Based in Worcester, Mass., and operating in Rhode Island, Massachusetts, Connecticut and New York, P&W is contiguous with G&W’s New England Central Railroad (NECR) and Connecticut Southern Railroad (CSO). Rail service is provided by approximately 140 P&W employees with 32 locomotives across 163 miles of owned track and over approximately 350 miles under track access agreements, including exclusive freight access over Amtrak’s Northeast Corridor between New Haven, Conn., and Providence, R.I., and trackage rights over Metro-North Commuter Railroad, Amtrak and CSX Corp. between New Haven, Conn., and Queens, N.Y.
P&W interchanges with G&W’s NECR and CSO railroads, as well as with CSX, Norfolk Southern, Pan Am Railways, Pan Am Southern, the Housatonic Railroad and the New York and Atlantic Railroad, and also connects to Canadian National and Canadian Pacific via NECR.
P&W serves a diverse mix of customers in southeastern New England, handling approximately 43,000 carloads and intermodal units annually. In addition, P&W provides rail service to three ports (Providence, Davisville and New Haven) and to a U.S. Customs bonded intermodal terminal in Worcester, Mass., that receives inbound intermodal containers for distribution in New England. P&W also owns approximately 45 acres of undeveloped waterfront land in East Providence, R.I., that was initially created as a deep water, rail served port through a $12 million investment. G&W expects to sell this undeveloped land.
Upon approval by the Surface Transportation Board (STB), P&W would be managed as part of G&W’s Northeast Region, led by Senior Vice President Dave Ebbrecht. The addition of P&W to G&W’s existing presence in the region substantially enhances G&W’s ability to serve customers and Class I partners in New England, which is a highly competitive rail market with a premium placed on timely, efficient and safe rail service. The acquisition is anticipated to unlock significant cost savings through overhead, operational and long-term network efficiencies as well as to generate significant new commercial opportunities.
Jack Hellmann, president and chief executive officer of G&W, commented: “The acquisition of P&W is an excellent strategic fit with G&W’s contiguous railroads, the New England Central and the Connecticut Southern. Following anticipated STB approval of the acquisition, our connectivity with the P&W enables us to realize substantial immediate cost savings, to share and optimize the utilization of equipment and other assets, and to unlock significant new customer opportunities across sister G&W railroads as well as connecting partners at two Canadian Class I Railroads, two U.S. Class I Railroads and two regional railroads. Our acquisition of the P&W will ultimately enhance the efficiency and customer service of rail in New England.”

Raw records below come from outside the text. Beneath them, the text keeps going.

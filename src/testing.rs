use crate::Solution;
use maplit::btreemap;

/// Formulas with the model the search must find
///
/// Variables not constrained by any forced or decided assignment are `false`.
pub fn single_solution_cases() -> Vec<(&'static str, Solution)> {
    vec![
        // No clauses
        ("{}", Solution::Sat(btreemap! {})),
        // a
        ("{{a}}", Solution::Sat(btreemap! { "a".into() => true })),
        // ¬a
        ("{{-a}}", Solution::Sat(btreemap! { "a".into() => false })),
        // a ∧ b
        (
            "{{a},{b}}",
            Solution::Sat(btreemap! { "a".into() => true, "b".into() => true }),
        ),
        // a ∧ ¬b
        (
            "{{a},{-b}}",
            Solution::Sat(btreemap! { "a".into() => true, "b".into() => false }),
        ),
        // a ∨ ¬a, dropped as a tautology before anything is assigned
        ("{{a,-a}}", Solution::Sat(btreemap! { "a".into() => false })),
        // a ∧ (¬a ∨ b)
        (
            "{{a},{-a,b}}",
            Solution::Sat(btreemap! { "a".into() => true, "b".into() => true }),
        ),
        // a ∨ b, decided on a
        (
            "{{a,b}}",
            Solution::Sat(btreemap! { "a".into() => true, "b".into() => false }),
        ),
        // (¬a ∨ b) ∧ (¬b ∨ c), decided on a and then b
        (
            "{{-a,b},{-b,c}}",
            Solution::Sat(btreemap! {
                "a".into() => false,
                "b".into() => false,
                "c".into() => false,
            }),
        ),
        // a ∧ ¬a
        ("{{a},{-a}}", Solution::UnSat),
        // (a ∨ b) ∧ ¬a ∧ ¬b
        ("{{a,b},{-a},{-b}}", Solution::UnSat),
        // From Knuth 4B (112)
        (
            "{{a,b,c,d},{a,-b},{-a,-b,-c},{-a,c},{b,-c},{c,-d}}",
            Solution::UnSat,
        ),
    ]
}
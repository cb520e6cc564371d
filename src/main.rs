use anyhow::{bail, Context, Result};
use clap::{Parser, Subcommand};
use colored::Colorize;
use flipsat::*;
use std::{path::PathBuf, time::Duration};

#[derive(Debug, Parser)]
#[command(version, about = "Chronological backtracking SAT solver")]
struct Args {
    #[command(subcommand)]
    command: Command,
}

#[derive(Debug, Subcommand)]
enum Command {
    /// Solve a formula, e.g. `flipsat solve '{{-a, b}, {-v, r, q}}'`
    Solve {
        /// Formula in brace notation, joined with spaces
        formula: Vec<String>,
        /// Print the formula after each step of the search
        #[clap(long)]
        verbose: bool,
        /// Read a DIMACS CNF file instead
        #[clap(long, conflicts_with = "formula")]
        dimacs: Option<PathBuf>,
    },
    /// Solve the doubling family for increasing sizes
    Bench {
        #[clap(long, default_value_t = 1)]
        min: usize,
        #[clap(long, default_value_t = 10)]
        max: usize,
        /// Skip larger sizes once a run takes longer than this
        #[clap(long, default_value_t = 10)]
        budget_secs: u64,
        /// Print the report as JSON to stdout
        #[clap(long)]
        json: bool,
    },
}

fn solve(formula: Formula, verbose: bool) -> Result<()> {
    eprintln!("{:>12} {}", "Solving".bold().blue(), formula);
    let mut solver = Solver::new(formula);
    if verbose {
        solver = solver.observe(|step, formula| {
            eprintln!("{:>12} {}", step.to_string().bold().cyan(), formula);
        });
    }
    let solution = solver.solve();
    log::info!("{:?}", solver.stats());

    match solution {
        Solution::Sat(model) => {
            println!("{}", "SATISFIABLE".bold().green());
            for (name, value) in model {
                println!("{name} = {value}");
            }
        }
        Solution::UnSat => println!("{}", "UNSATISFIABLE".bold().red()),
    }
    Ok(())
}

fn main() -> Result<()> {
    env_logger::init();
    let args = Args::parse();
    match args.command {
        Command::Solve {
            formula,
            verbose,
            dimacs,
        } => {
            let formula = if let Some(path) = dimacs {
                let input = std::fs::read_to_string(&path)
                    .with_context(|| format!("Cannot read {}", path.display()))?;
                parse_dimacs(&input)?
            } else {
                if formula.is_empty() {
                    bail!("No formula given");
                }
                parse(&formula.join(" "))?
            };
            solve(formula, verbose)
        }
        Command::Bench {
            min,
            max,
            budget_secs,
            json,
        } => {
            if min > max {
                bail!("Empty range: --min {min} is larger than --max {max}");
            }
            let report = benchmark(Settings {
                min,
                max,
                budget: Duration::from_secs(budget_secs),
            });
            if json {
                println!("{}", serde_json::to_string_pretty(&report)?);
            }
            Ok(())
        }
    }
}
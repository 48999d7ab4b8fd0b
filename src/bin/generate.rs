//! projcycle-generate: Create the output directory and generate project files into it.
//!
//! Takes no arguments. Settings come from the usual projcycle config files
//! and `PROJCYCLE_*` environment variables.

use std::process::ExitCode;

use projcycle::cli::{finish, init_tracing, run_step, Step};

#[tokio::main]
async fn main() -> ExitCode {
    init_tracing(false, false);
    finish(run_step(Step::Generate, None).await)
}
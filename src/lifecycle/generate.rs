//! Create the output directory and run the build-system generator

use std::ffi::OsString;
use std::fs;

use crate::config::GeneratorConfig;
use crate::error::TaskError;
use crate::executor::{exec_command, ExecOptions, ExecResult};
use crate::layout::ProjectLayout;

use super::progress;

/// Arguments passed to the generator: `<root> -B <output> -G <backend>`
pub fn generator_args(layout: &ProjectLayout, backend: &str) -> Vec<OsString> {
    vec![
        layout.root.clone().into_os_string(),
        OsString::from("-B"),
        layout.output.clone().into_os_string(),
        OsString::from("-G"),
        OsString::from(backend),
    ]
}

/// Ensure the output directory exists, then run the generator and wait for it.
///
/// The directory is created non-recursively, so a missing parent fails
/// here rather than being created.
///
/// # Errors
/// * `TaskError::CreateDirFailed` - output directory couldn't be created
/// * `TaskError::SpawnFailed` - generator couldn't be launched
/// * `TaskError::CommandFailed` - generator exited non-zero
pub async fn generate(
    layout: &ProjectLayout,
    generator: &GeneratorConfig,
) -> Result<ExecResult, TaskError> {
    progress("Creating the output directory…");

    if !layout.output.is_dir() {
        fs::create_dir(&layout.output).map_err(|source| TaskError::CreateDirFailed {
            path: layout.output.clone(),
            source,
        })?;
        tracing::debug!("Created {}", layout.output.display());
    }

    progress(&format!("Running {}…", generator.program));

    let args = generator_args(layout, &generator.backend);
    let result = exec_command(&generator.program, &args[..], &ExecOptions::default())
        .await?
        .into_checked()?;

    tracing::info!(
        duration_ms = result.duration.as_millis() as u64,
        "Generated {} project in {}",
        generator.backend,
        layout.output.display()
    );

    Ok(result)
}
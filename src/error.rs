//! Error types for projcycle
//!
//! Provides structured error types with suggestions for common issues.

use std::io;
use std::path::PathBuf;

use thiserror::Error;

/// Main error type for lifecycle operations
#[derive(Error, Debug)]
pub enum TaskError {
    /// Project layout is inconsistent (e.g. output escapes the root)
    #[error("Invalid project layout: {message}")]
    InvalidLayout { message: String },

    /// Removing the output directory failed
    #[error("Failed to remove {}", .path.display())]
    RemoveFailed {
        path: PathBuf,
        #[source]
        source: io::Error,
    },

    /// Creating the output directory failed
    #[error("Failed to create {}", .path.display())]
    CreateDirFailed {
        path: PathBuf,
        #[source]
        source: io::Error,
    },

    /// Failed to spawn the command
    #[error("Failed to spawn command: {command}: {error}")]
    SpawnFailed {
        program: String,
        command: String,
        error: String,
        kind: io::ErrorKind,
    },

    /// Command ran but exited unsuccessfully
    #[error("Command failed with {}: {command}", display_status(.exit_code, .signal))]
    CommandFailed {
        command: String,
        exit_code: Option<i32>,
        /// Terminating signal, when killed by one (unix only)
        signal: Option<i32>,
    },

    /// Configuration error
    #[error("Configuration error: {0}")]
    Config(String),

    /// IO error
    #[error("IO error: {0}")]
    Io(#[from] io::Error),
}

fn display_status(code: &Option<i32>, signal: &Option<i32>) -> String {
    match (code, signal) {
        (Some(code), _) => format!("exit code {}", code),
        (None, Some(signal)) => format!("signal {}", signal),
        (None, None) => "exit code <none>".to_string(),
    }
}

impl TaskError {
    /// Short machine-friendly name for the error kind
    pub fn error_type(&self) -> &'static str {
        match self {
            TaskError::InvalidLayout { .. } => "invalid_layout",
            TaskError::RemoveFailed { .. } => "remove_failed",
            TaskError::CreateDirFailed { .. } => "create_dir_failed",
            TaskError::SpawnFailed { .. } => "spawn_failed",
            TaskError::CommandFailed { .. } => "command_failed",
            TaskError::Config(_) => "config_error",
            TaskError::Io(_) => "io_error",
        }
    }

    /// Process exit code a binary should report for this error.
    ///
    /// A delegated command's own exit code is passed through, and a
    /// command killed by signal `n` reports `128 + n`. Everything else is
    /// a plain failure.
    pub fn exit_code(&self) -> u8 {
        match self {
            TaskError::CommandFailed {
                exit_code: Some(code),
                ..
            } => exit_code_from(*code),
            TaskError::CommandFailed {
                exit_code: None,
                signal: Some(signal),
                ..
            } => exit_code_from(128 + signal),
            _ => 1,
        }
    }
}

/// Narrow a raw child exit code to something a process can report.
///
/// Codes outside `0..=255` can't be reported faithfully and collapse to 1.
pub fn exit_code_from(code: i32) -> u8 {
    u8::try_from(code).unwrap_or(1)
}

/// Suggest fixes for common error patterns
pub fn suggest_fix(err: &TaskError) -> Option<String> {
    match err {
        TaskError::SpawnFailed { program, kind, .. } => {
            match kind {
                io::ErrorKind::NotFound => {
                    if which::which(program).is_err() && !program.contains('/') {
                        Some(format!(
                            "'{}' was not found on PATH. Install it or set [generator].program in your projcycle config.",
                            program
                        ))
                    } else {
                        Some(format!(
                            "'{}' does not exist. Run 'projcycle generate' and build the project first.",
                            program
                        ))
                    }
                }
                io::ErrorKind::PermissionDenied => Some(format!(
                    "'{}' is not executable. Check file permissions.",
                    program
                )),
                _ => None,
            }
        }
        TaskError::CreateDirFailed { source, .. } if source.kind() == io::ErrorKind::NotFound => {
            Some("The parent of the output directory does not exist. Create it first.".to_string())
        }
        TaskError::RemoveFailed { source, .. } | TaskError::CreateDirFailed { source, .. }
            if source.kind() == io::ErrorKind::PermissionDenied =>
        {
            Some(
                "Permission denied. Check file permissions or run with appropriate access."
                    .to_string(),
            )
        }
        TaskError::InvalidLayout { .. } | TaskError::Config(_) => {
            Some("Check the [project] and [artifact] sections of your projcycle config".to_string())
        }
        _ => None,
    }
}
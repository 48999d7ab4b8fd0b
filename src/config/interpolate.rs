//! Configuration value interpolation
//!
//! Supports expansion in path-like config values:
//! - `~` or `~/...` - Home directory
//! - `$VAR` or `${VAR}` - Environment variable substitution
//! - `$(command)` - Shell command execution
//!
//! # Security Note
//!
//! Shell command execution runs with the current user's permissions.
//! Config files should have restricted permissions (600) to prevent
//! unauthorized command execution.

use std::process::Command;

use once_cell::sync::Lazy;
use regex::Regex;

use super::model::Config;

static CMD_RE: Lazy<Regex> = Lazy::new(|| Regex::new(r"\$\(([^)]+)\)").unwrap());

static BRACKETED_VAR_RE: Lazy<Regex> =
    Lazy::new(|| Regex::new(r"\$\{([A-Za-z_][A-Za-z0-9_]*)\}").unwrap());

// Variable names must not start with a digit, so `$100` is left alone
static SIMPLE_VAR_RE: Lazy<Regex> =
    Lazy::new(|| Regex::new(r"\$([A-Za-z_][A-Za-z0-9_]*)").unwrap());

/// Interpolate a string with home directory, environment variables and shell commands
///
/// # Examples
///
/// ```
/// use projcycle::config::interpolate::interpolate_string;
///
/// std::env::set_var("MY_OUTPUT", "build");
/// let result = interpolate_string("out/$MY_OUTPUT");
/// assert_eq!(result, "out/build");
/// std::env::remove_var("MY_OUTPUT");
/// ```
pub fn interpolate_string(s: &str) -> String {
    // Commands first so their output is never reinterpreted as variables
    let result = interpolate_commands(s);
    let result = interpolate_env_vars(&result);
    shellexpand::tilde(&result).into_owned()
}

/// Interpolate shell commands: $(command)
fn interpolate_commands(s: &str) -> String {
    CMD_RE
        .replace_all(s, |caps: &regex::Captures| {
            let cmd = &caps[1];
            match execute_shell_command(cmd) {
                Ok(output) => output,
                Err(e) => {
                    tracing::warn!("Failed to execute config command '{}': {}", cmd, e);
                    // Keep it visible in the resulting path
                    format!("$({})_ERROR", cmd)
                }
            }
        })
        .to_string()
}

/// Interpolate environment variables: $VAR or ${VAR}
fn interpolate_env_vars(s: &str) -> String {
    let result = BRACKETED_VAR_RE.replace_all(s, lookup_env_var).to_string();
    SIMPLE_VAR_RE.replace_all(&result, lookup_env_var).to_string()
}

fn lookup_env_var(caps: &regex::Captures) -> String {
    let var = &caps[1];
    std::env::var(var).unwrap_or_else(|_| {
        tracing::debug!("Environment variable '{}' not set", var);
        String::new()
    })
}

/// Execute a shell command and return its trimmed stdout
fn execute_shell_command(cmd: &str) -> Result<String, std::io::Error> {
    let output = Command::new("sh").arg("-c").arg(cmd).output()?;

    if output.status.success() {
        Ok(String::from_utf8_lossy(&output.stdout).trim().to_string())
    } else {
        let stderr = String::from_utf8_lossy(&output.stderr);
        Err(std::io::Error::other(format!("Command failed: {}", stderr)))
    }
}

/// Interpolate the path-like values of a Config
pub fn interpolate_config(config: &mut Config) {
    if let Some(ref mut root) = config.project.root {
        *root = interpolate_string(root);
    }
    config.project.output_dir = interpolate_string(&config.project.output_dir);
    config.generator.program = interpolate_string(&config.generator.program);
}

#[cfg(test)]
mod tests {
    use super::*;

    #[test]
    fn test_interpolate_simple_env_var() {
        std::env::set_var("TEST_SIMPLE_VAR", "hello");

        let result = interpolate_string("Value: $TEST_SIMPLE_VAR");
        assert_eq!(result, "Value: hello");

        std::env::remove_var("TEST_SIMPLE_VAR");
    }

    #[test]
    fn test_interpolate_bracketed_env_var() {
        std::env::set_var("TEST_BRACKET_VAR", "world");

        let result = interpolate_string("Value: ${TEST_BRACKET_VAR}!");
        assert_eq!(result, "Value: world!");

        std::env::remove_var("TEST_BRACKET_VAR");
    }

    #[test]
    fn test_interpolate_missing_var() {
        let result = interpolate_string("Value: $NONEXISTENT_VAR_12345");
        assert_eq!(result, "Value: ");
    }

    #[test]
    fn test_interpolate_shell_command() {
        let result = interpolate_string("$(echo /srv/checkout)/build");
        assert_eq!(result, "/srv/checkout/build");
    }

    #[test]
    fn test_interpolate_failed_command() {
        let result = interpolate_string("$(nonexistent_command_12345)");
        assert!(result.contains("_ERROR"));
    }

    #[test]
    fn test_interpolate_tilde() {
        if let Some(home) = dirs::home_dir() {
            let result = interpolate_string("~/src/perlin");
            assert_eq!(result, format!("{}/src/perlin", home.display()));
        }
    }

    #[test]
    fn test_interpolate_tilde_only_at_start() {
        let result = interpolate_string("build/~cache");
        assert_eq!(result, "build/~cache");
    }

    #[test]
    fn test_interpolate_preserves_non_var_dollar() {
        let result = interpolate_string("out$100");
        assert_eq!(result, "out$100");
    }

    #[test]
    fn test_interpolate_no_vars() {
        let result = interpolate_string("build");
        assert_eq!(result, "build");
    }

    #[test]
    fn test_interpolate_config() {
        std::env::set_var("TEST_INTERP_CMAKE", "/opt/cmake/bin/cmake");

        let mut config = Config::default();
        config.project.root = Some("$(echo /srv)/perlin".to_string());
        config.generator.program = "${TEST_INTERP_CMAKE}".to_string();

        interpolate_config(&mut config);
        std::env::remove_var("TEST_INTERP_CMAKE");

        assert_eq!(config.project.root, Some("/srv/perlin".to_string()));
        assert_eq!(config.generator.program, "/opt/cmake/bin/cmake");
        assert_eq!(config.project.output_dir, "build");
    }
}
//! CLI command definitions using clap
//!
//! Defines all CLI subcommands and their arguments.

use std::path::PathBuf;

use clap::{Parser, Subcommand, ValueEnum};

/// Clean, generate and run a CMake project.
///
/// All commands share one output directory beneath the project root.
/// The root is taken from config or found by walking up to the outermost
/// CMakeLists.txt.
#[derive(Parser, Debug)]
#[command(name = "projcycle")]
#[command(author, version, about, long_about = None)]
#[command(propagate_version = true)]
pub struct Cli {
    /// Enable verbose output
    #[arg(short, long, global = true)]
    pub verbose: bool,

    /// Config file path (overrides default XDG paths)
    #[arg(short, long, global = true, env = "PROJCYCLE_CONFIG")]
    pub config: Option<PathBuf>,

    /// Emit logs as JSON lines
    #[arg(long, global = true)]
    pub log_json: bool,

    #[command(subcommand)]
    pub command: Commands,
}

/// Available CLI subcommands
#[derive(Subcommand, Debug)]
pub enum Commands {
    /// Remove the output directory
    Clean,

    /// Create the output directory and run the build-system generator
    Generate,

    /// Run the built executable from its own directory
    Run,

    /// Show the resolved project layout
    Layout(LayoutArgs),
}

/// Arguments for the `layout` subcommand
#[derive(Parser, Debug)]
pub struct LayoutArgs {
    /// Output format
    #[arg(short, long, value_enum, default_value = "table")]
    pub format: OutputFormat,
}

/// Output format options
#[derive(Debug, Clone, ValueEnum)]
pub enum OutputFormat {
    /// Human-readable table format
    Table,
    /// JSON output
    Json,
    /// Plain text (output directory only)
    Plain,
}
//! Common test utilities for projcycle tests

#![allow(dead_code)]

use std::path::{Path, PathBuf};
use tempfile::TempDir;

/// Minimal CMakeLists.txt marking a project root
pub const SAMPLE_CMAKELISTS: &str = r#"cmake_minimum_required(VERSION 3.16)
project(perlin CXX)
add_subdirectory(source)
"#;

/// Creates a temporary directory that looks like a CMake project checkout
pub fn create_cmake_project() -> (TempDir, PathBuf) {
    let dir = TempDir::new().expect("Failed to create temp dir");
    std::fs::write(dir.path().join("CMakeLists.txt"), SAMPLE_CMAKELISTS)
        .expect("Failed to write CMakeLists.txt");
    std::fs::create_dir_all(dir.path().join("source")).expect("Failed to create source dir");
    let path = dir.path().to_path_buf();
    (dir, path)
}

/// Writes a script and marks it executable
pub fn write_executable(path: &Path, content: &str) {
    if let Some(parent) = path.parent() {
        std::fs::create_dir_all(parent).expect("Failed to create script parent");
    }
    std::fs::write(path, content).expect("Failed to write script");

    #[cfg(unix)]
    {
        use std::os::unix::fs::PermissionsExt;
        let mut perms = std::fs::metadata(path)
            .expect("Failed to get metadata")
            .permissions();
        perms.set_mode(0o755);
        std::fs::set_permissions(path, perms).expect("Failed to set permissions");
    }
}

/// Installs a stand-in for cmake in `dir`.
///
/// It records one argument per line in `<dir>/generator-args.txt`, drops a
/// file into the `-B` directory, and exits with `exit_code`.
pub fn fake_generator(dir: &Path, exit_code: i32) -> PathBuf {
    let script = dir.join("fake-cmake");
    let log = dir.join("generator-args.txt");
    write_executable(
        &script,
        &format!(
            r#"#!/bin/sh
printf '%s\n' "$@" > '{log}'
touch "$3/generated.stamp"
exit {exit_code}
"#,
            log = log.display(),
            exit_code = exit_code
        ),
    );
    script
}

/// Reads back the arguments recorded by [`fake_generator`]
pub fn recorded_generator_args(dir: &Path) -> Vec<String> {
    std::fs::read_to_string(dir.join("generator-args.txt"))
        .expect("Generator was not invoked")
        .lines()
        .map(str::to_string)
        .collect()
}

/// Installs a stand-in for the built executable at `artifact`.
///
/// It writes its working directory to `cwd.txt` next to itself and exits
/// with `exit_code`.
pub fn fake_artifact(artifact: &Path, exit_code: i32) {
    write_executable(
        artifact,
        &format!(
            r#"#!/bin/sh
pwd -P > cwd.txt
echo "perlin: rendered"
exit {}
"#,
            exit_code
        ),
    );
}
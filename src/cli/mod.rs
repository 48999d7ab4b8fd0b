//! CLI module for projcycle
//!
//! Provides the command-line interface with the following subcommands:
//! - `clean` - Remove the output directory
//! - `generate` - Run the build-system generator into the output directory
//! - `run` - Run the built executable
//! - `layout` - Show the resolved project layout

pub mod commands;
pub mod entry;
pub mod logging;
pub mod report;

pub use commands::{Cli, Commands};
pub use entry::{finish, run_step, Step};
pub use logging::init_tracing;
pub use report::LayoutReport;
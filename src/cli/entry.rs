//! Shared entry point for the lifecycle binaries
//!
//! `projcycle clean|generate|run` and the single-purpose
//! `projcycle-clean`, `projcycle-generate`, `projcycle-run` binaries all
//! funnel through [`run_step`] and [`finish`], so they behave identically.

use std::path::Path;
use std::process::ExitCode;

use anyhow::Result;
use colored::Colorize;

use crate::config::load_config;
use crate::error::{suggest_fix, TaskError};
use crate::layout::ProjectLayout;
use crate::lifecycle::{clean, generate, run};

/// One lifecycle operation
#[derive(Debug, Clone, Copy, PartialEq, Eq)]
pub enum Step {
    Clean,
    Generate,
    Run,
}

/// Load config, resolve the layout and perform `step`.
///
/// Returns the exit code to report on success: 0 for clean and generate,
/// the artifact's own code for run.
pub async fn run_step(step: Step, config_path: Option<&Path>) -> Result<u8> {
    let config = load_config(config_path)?;
    let layout = ProjectLayout::from_config(&config)?;

    tracing::debug!(
        root = %layout.root.display(),
        output = %layout.output.display(),
        "Running {:?}",
        step
    );

    match step {
        Step::Clean => {
            clean(&layout)?;
            Ok(0)
        }
        Step::Generate => {
            generate(&layout, &config.generator).await?;
            Ok(0)
        }
        Step::Run => Ok(run(&layout).await?.exit_code_or_failure()),
    }
}

/// Turn a step result into the process exit code, reporting any error.
pub fn finish(result: Result<u8>) -> ExitCode {
    if let Err(ref e) = result {
        report_error(e);
    }
    ExitCode::from(status_code(&result))
}

fn status_code(result: &Result<u8>) -> u8 {
    match result {
        Ok(code) => *code,
        Err(e) => e
            .downcast_ref::<TaskError>()
            .map(TaskError::exit_code)
            .unwrap_or(1),
    }
}

/// Print an error (and a hint when one applies) to stderr
pub fn report_error(err: &anyhow::Error) {
    eprintln!("{}: {:#}", "error".red().bold(), err);
    if let Some(hint) = err.downcast_ref::<TaskError>().and_then(suggest_fix) {
        eprintln!("{}: {}", "hint".yellow().bold(), hint);
    }
}

#[cfg(test)]
mod tests {
    use super::*;

    #[test]
    fn test_status_code_success() {
        assert_eq!(status_code(&Ok(0)), 0);
        assert_eq!(status_code(&Ok(3)), 3);
    }

    #[test]
    fn test_status_code_passes_through_command_exit_code() {
        let err = anyhow::Error::from(TaskError::CommandFailed {
            command: "cmake".to_string(),
            exit_code: Some(4),
            signal: None,
        });
        assert_eq!(status_code(&Err(err)), 4);
    }

    #[test]
    fn test_status_code_layout_error_is_failure() {
        let err = anyhow::Error::from(TaskError::InvalidLayout {
            message: "bad".to_string(),
        });
        assert_eq!(status_code(&Err(err)), 1);
    }

    #[test]
    fn test_status_code_other_errors_are_failure() {
        let err = anyhow::anyhow!("Failed to load configuration");
        assert_eq!(status_code(&Err(err)), 1);
    }
}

“We are excited to welcome P&W’s employees to G&W as we work together to provide safe, reliable and efficient rail service to our customers for the long term. We also look forward to working with our Class I partners, Amtrak and Metro-North Commuter Railroad to ensure a smooth transition of services and build upon the success of P&W’s current operations.“
In the first year of operation, G&W anticipates P&W will generate approximately $35 million of revenue and $12 million of EBITDA, including realization of $8 million of immediate overhead and operational cost savings. In the medium term, G&W anticipates additional operational efficiencies and commercial opportunities will generate a further $5 million of EBITDA that will be realized over the following two to three years.
G&W expects P&W will require approximately $3 million of annual capital expenditures and have depreciation and amortization expense of approximately $3 million. G&W expects annual diluted EPS accretion from the acquisition of approximately 2 percent, subject to finalization of acquisition accounting under U.S. GAAP.
G&W expects to fund the approximately $126 million acquisition through its revolving credit facility under which it had available capacity of $542 million as of June 30, 2016. As previously noted, G&W expects to sell the land in East Providence, R.I., which was developed through a $12 million investment.